■ **Records for this exercise**

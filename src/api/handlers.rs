//! HTTP request handlers of the control API.
//!
//! Every handler is a thin adapter over [`ControlPlane`]; status codes
//! come from the `ResponseError` impls in [`crate::api::actix_error`].

use crate::api::actix_error::ApiError;
use crate::api::events::{format_sse_message, lifecycle_message, status_message};
use crate::api::types::{AcceptedResponse, EventsQuery, ReadyResponse};
use crate::control::ControlPlane;
use crate::error::Result;
use crate::service::HealthStatus;

use actix_web::{
    HttpResponse, Responder,
    web::{self, Bytes, Data, Path, Query},
};
use serde_json::Value;
use tokio::sync::broadcast::error::RecvError;

/// Register every route on `cfg`, relative to the enclosing scope
pub fn configure(cfg: &mut web::ServiceConfig) {
    cfg.service(web::resource(["", "/"]).route(web::get().to(application_status)))
        .route("/health", web::get().to(health))
        .route("/ready", web::get().to(ready))
        .route("/events", web::get().to(event_stream))
        .route("/services", web::get().to(list_services))
        .route("/services/{name}", web::get().to(service_status))
        .route("/services/{name}/events", web::get().to(service_events))
        .route("/services/{name}/start", web::post().to(start_service))
        .route("/services/{name}/stop", web::post().to(stop_service))
        .route("/services/{name}/restart", web::post().to(restart_service))
        .route(
            "/services/{name}/operations/{operation}",
            web::post().to(call_operation),
        );
}

/// Application title, version, state and service states
pub async fn application_status(control: Data<ControlPlane>) -> impl Responder {
    HttpResponse::Ok().json(control.status())
}

/// Aggregate health; 503 when unhealthy
pub async fn health(control: Data<ControlPlane>) -> impl Responder {
    let overview = control.health().await;
    tracing::debug!(verdict = ?overview.verdict, "Health requested");
    match overview.verdict {
        HealthStatus::Unhealthy => HttpResponse::ServiceUnavailable().json(overview),
        _ => HttpResponse::Ok().json(overview),
    }
}

/// Readiness probe
pub async fn ready(control: Data<ControlPlane>) -> impl Responder {
    let body = ReadyResponse {
        ready: control.is_ready(),
        state: control.state(),
    };
    if body.ready {
        HttpResponse::Ok().json(body)
    } else {
        HttpResponse::ServiceUnavailable().json(body)
    }
}

/// Name and description of every service
pub async fn list_services(control: Data<ControlPlane>) -> impl Responder {
    HttpResponse::Ok().json(control.services())
}

/// Status of one service
pub async fn service_status(
    control: Data<ControlPlane>,
    name: Path<String>,
) -> Result<impl Responder> {
    let snapshot = control.service_status(&name)?;
    Ok(HttpResponse::Ok().json(snapshot))
}

/// Recent lifecycle events of one service
pub async fn service_events(
    control: Data<ControlPlane>,
    name: Path<String>,
    query: Query<EventsQuery>,
) -> Result<impl Responder> {
    let events = control.service_events(&name, query.limit)?;
    Ok(HttpResponse::Ok().json(events))
}

fn accepted(name: String, request: &str) -> HttpResponse {
    HttpResponse::Accepted().json(AcceptedResponse {
        service: name,
        request: request.to_string(),
    })
}

/// Request a start
pub async fn start_service(
    control: Data<ControlPlane>,
    name: Path<String>,
) -> Result<impl Responder> {
    control.request_start(&name)?;
    Ok(accepted(name.into_inner(), "start"))
}

/// Request a stop
pub async fn stop_service(
    control: Data<ControlPlane>,
    name: Path<String>,
) -> Result<impl Responder> {
    control.request_stop(&name)?;
    Ok(accepted(name.into_inner(), "stop"))
}

/// Request a restart
pub async fn restart_service(
    control: Data<ControlPlane>,
    name: Path<String>,
) -> Result<impl Responder> {
    control.request_restart(&name)?;
    Ok(accepted(name.into_inner(), "restart"))
}

/// Call an operation on a running service. An empty body is sent as `null`.
pub async fn call_operation(
    control: Data<ControlPlane>,
    path: Path<(String, String)>,
    body: Bytes,
) -> std::result::Result<impl Responder, ApiError> {
    let (name, operation) = path.into_inner();

    let payload = if body.iter().all(u8::is_ascii_whitespace) {
        Value::Null
    } else {
        serde_json::from_slice(&body).map_err(|e| {
            tracing::warn!(service = %name, operation = %operation, error = %e, "Rejected operation payload");
            ApiError::InvalidRequest(format!("payload is not valid JSON: {}", e))
        })?
    };

    let result = control.dispatch(&name, &operation, payload).await?;
    Ok(HttpResponse::Ok().json(result))
}

/// SSE stream of lifecycle events, preceded by the current status
pub async fn event_stream(control: Data<ControlPlane>) -> Result<impl Responder> {
    let mut receiver = control.events();
    let initial = format_sse_message(&status_message(&control.status())?);
    tracing::debug!("Client connected to event stream");

    let stream = async_stream::stream! {
        yield Ok::<_, actix_web::Error>(initial);
        loop {
            match receiver.recv().await {
                Ok(event) => match lifecycle_message(&event) {
                    Ok(message) => yield Ok(format_sse_message(&message)),
                    Err(e) => tracing::error!(error = %e, "Failed to serialize lifecycle event"),
                },
                Err(RecvError::Lagged(skipped)) => {
                    tracing::warn!(skipped, "Event stream client fell behind");
                }
                Err(RecvError::Closed) => break,
            }
        }
    };

    Ok(HttpResponse::Ok()
        .append_header(("Content-Type", "text/event-stream"))
        .append_header(("Cache-Control", "no-cache"))
        .append_header(("Connection", "keep-alive"))
        .streaming(stream))
}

■ **Instructions to follow**
In the material above, find every line with the word "AcceptedResponse" and show it.

■ **Output**
use crate::api::types::{AcceptedResponse, EventsQuery, ReadyResponse};
    HttpResponse::Accepted().json(AcceptedResponse {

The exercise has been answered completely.